FIG. 3 is Co₃O₄And RuO₂The graph of the Mott-Schottky test of (1) can determine the type of the semiconductor from the Mott-Schottky test result. From which Co is seen₃O₄Is less than 0, it can be judged thatIs a P-type semiconductor. RuO₂The slope of (b) is greater than 0, and it can be judged as an N-type semiconductor. With reference to Co in FIG. 1b₃O₄And RuO₂There is a heterojunction structure between, thus illustrating RuO₂-Co₃O₄The composite catalyst has a P-N junction heterojunction structure.

FIG. 4 is RuO₂、Co₃O₄And RuO₂-Co₃O₄Linear Sweep Voltammetry (LSV) curves of composite materials, RuO₂-Co₃O₄The catalyst is most effective, superior to pure Co₃O₄And RuO₂And (3) sampling. RuO₂-Co₃O₄The composite structure only needs 180mV overpotential to reach the same current density (10mA cm)^-2)。

FIG. 5 is Co₃O₄-RuO₂After 10000 times of Cyclic Voltammetry (CV) tests, the CV curve of the composite material is basically overlapped with the first test curve, which shows that the composite material RuO₂-Co₃O₄Has excellent stability.

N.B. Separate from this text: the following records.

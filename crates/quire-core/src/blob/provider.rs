//! Durable blob store writing through a persistence provider

use std::collections::HashSet;
use std::sync::atomic::{AtomicBool, Ordering};
use std::sync::Arc;

use async_trait::async_trait;
use tokio::sync::Mutex;
use tracing::{debug, warn};

use super::{blob_path, is_valid_id, BlobStore, BLOB_DIR, BLOB_EXT};
use crate::storage::{PersistenceProvider, StoreError, StoreResult};

/// Blob store keeping each blob as `blobs/<id>.bin` in a provider
pub struct ProviderBlobStore {
    provider: Arc<dyn PersistenceProvider>,
    opened: AtomicBool,
    /// Serializes write/delete/gc
    write_lock: Mutex<()>,
}

impl ProviderBlobStore {
    pub fn new(provider: Arc<dyn PersistenceProvider>) -> Self {
        Self {
            provider,
            opened: AtomicBool::new(false),
            write_lock: Mutex::new(()),
        }
    }

    fn ensure_open(&self) -> StoreResult<()> {
        if self.opened.load(Ordering::SeqCst) {
            Ok(())
        } else {
            Err(StoreError::NotInitialized)
        }
    }

    fn checked_path(id: &str) -> StoreResult<String> {
        if !is_valid_id(id) {
            return Err(StoreError::InvalidOperation(format!(
                "invalid blob id '{}'",
                id
            )));
        }
        Ok(blob_path(id))
    }
}

#[async_trait]
impl BlobStore for ProviderBlobStore {
    async fn open(&self) -> StoreResult<()> {
        if !self.opened.swap(true, Ordering::SeqCst) {
            debug!("Blob store opened");
        }
        Ok(())
    }

    async fn write(&self, id: &str, bytes: &[u8]) -> StoreResult<()> {
        self.ensure_open()?;
        let path = Self::checked_path(id)?;
        let _lock = self.write_lock.lock().await;
        self.provider.write_file(&path, bytes).await
    }

    async fn read(&self, id: &str) -> StoreResult<Vec<u8>> {
        self.ensure_open()?;
        let path = Self::checked_path(id)?;
        self.provider
            .read_file(&path)
            .await?
            .ok_or_else(|| StoreError::NotFound { id: id.to_string() })
    }

    async fn delete(&self, id: &str) -> StoreResult<()> {
        self.ensure_open()?;
        let path = Self::checked_path(id)?;
        let _lock = self.write_lock.lock().await;
        self.provider.remove_file(&path).await
    }

    async fn ids(&self) -> StoreResult<Vec<String>> {
        self.ensure_open()?;
        let names = self.provider.list_files(BLOB_DIR).await?;
        Ok(names
            .into_iter()
            .filter_map(|name| name.strip_suffix(BLOB_EXT).map(str::to_string))
            .collect())
    }

    async fn gc(&self, valid_ids: &HashSet<String>) -> StoreResult<usize> {
        self.ensure_open()?;
        let _lock = self.write_lock.lock().await;

        let names = self.provider.list_files(BLOB_DIR).await?;
        let mut removed = 0;
        for id in names
            .iter()
            .filter_map(|name| name.strip_suffix(BLOB_EXT))
            .filter(|id| !valid_ids.contains(*id))
        {
            match self.provider.remove_file(&blob_path(id)).await {
                Ok(()) => removed += 1,
                Err(e) => warn!(blob = %id, error = %e, "Failed to collect blob"),
            }
        }

        debug!(removed, kept = valid_ids.len(), "Blob garbage collection finished");
        Ok(removed)
    }
}

#[cfg(test)]
mod tests {
    use super::*;
    use crate::storage::{DirectoryProvider, MemoryProvider};
    use tempfile::TempDir;

    async fn open_store() -> ProviderBlobStore {
        let store = ProviderBlobStore::new(Arc::new(MemoryProvider::new()));
        store.open().await.unwrap();
        store
    }

    #[tokio::test]
    async fn test_requires_open() {
        let store = ProviderBlobStore::new(Arc::new(MemoryProvider::new()));
        assert!(matches!(
            store.read("a").await.unwrap_err(),
            StoreError::NotInitialized
        ));

        store.open().await.unwrap();
        store.open().await.unwrap();
        store.write("a", b"1").await.unwrap();
    }

    #[tokio::test]
    async fn test_write_read_delete() {
        let store = open_store().await;

        store.write("a", b"alpha").await.unwrap();
        assert_eq!(store.read("a").await.unwrap(), b"alpha".to_vec());

        store.write("a", b"beta").await.unwrap();
        assert_eq!(store.read("a").await.unwrap(), b"beta".to_vec());

        store.delete("a").await.unwrap();
        assert!(store.read("a").await.unwrap_err().is_not_found());

        // Deleting again is fine
        store.delete("a").await.unwrap();
    }

    #[tokio::test]
    async fn test_rejects_path_like_ids() {
        let store = open_store().await;
        let err = store.write("../escape", b"x").await.unwrap_err();
        assert!(matches!(err, StoreError::InvalidOperation(_)));
    }

    #[tokio::test]
    async fn test_gc_keeps_only_valid_ids() {
        let temp_dir = TempDir::new().unwrap();
        let store = ProviderBlobStore::new(Arc::new(DirectoryProvider::new(temp_dir.path())));
        store.open().await.unwrap();

        for id in ["a", "b", "c"] {
            store.write(id, id.as_bytes()).await.unwrap();
        }

        let valid: HashSet<String> = ["a".to_string()].into_iter().collect();
        let removed = store.gc(&valid).await.unwrap();
        assert_eq!(removed, 2);

        assert_eq!(store.read("a").await.unwrap(), b"a".to_vec());
        assert!(store.read("b").await.unwrap_err().is_not_found());
        assert!(store.read("c").await.unwrap_err().is_not_found());
        assert_eq!(store.ids().await.unwrap(), vec!["a".to_string()]);
        assert!(temp_dir.path().join("blobs").join("a.bin").exists());
    }
}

FIG. 6 is Co₃O₄-RuO₂Stability testing of the composite materials by chronopotentiometry at a Current Density of 10mA cm^-2When the material is used, the voltage basically has no obvious change within 12h, and the stability of the material is further illustrated.

Claims

1. Co₃O₄-RuO₂A method of making a composite material, the method comprising the steps of:

S3：Co₃O₄-RuO₂preparing a composite material:

s3.4: the final product obtained in the step S3.3 is added into N₂And O₂Calcining for 1-5h at the temperature of 500 ℃ under the atmosphere of mixed atmosphere and 200-₃O₄-RuO₂A composite material.

2. Co of claim 1₃O₄-RuO₂The preparation method of the composite material is characterized in that in the step S1, 10-40mg of ZIF-67 is weighed and ultrasonically dispersed into 5-10mL of methanol; step S2, adding RuCl₃The mass of the deionized water is 5-30mg, and the volume of the deionized water is 1-5 mL; step S3.1, the addition of RuCl₃The volume of the solution is 0.5-5mL, and the volume of the deionized water is 0.5-2.5 mL.

3. Co according to claim 1₃O₄-RuO₂The preparation method of the composite material is characterized in that in the step S3.3, the speed of a centrifugal machine is 15000-21000 rpm, the time is 3-10min for one time, and the centrifugal washing is carried out for 3-6 times; in step S3.4, N is₂And O₂The mixing ratio of the mixed atmosphere is 99.5%/0.5% gas flow rate is 20-80 sccm, and the heating rate is 3-5 ℃/min.

4. Co obtained by the production method according to claims 1 to 3₃O₄-RuO₂A composite material.

5. Composite Co according to claims 1-4₃O₄-RuO₂Application of the electric Oxygen Evolution Reaction (OER) in an acidic environment.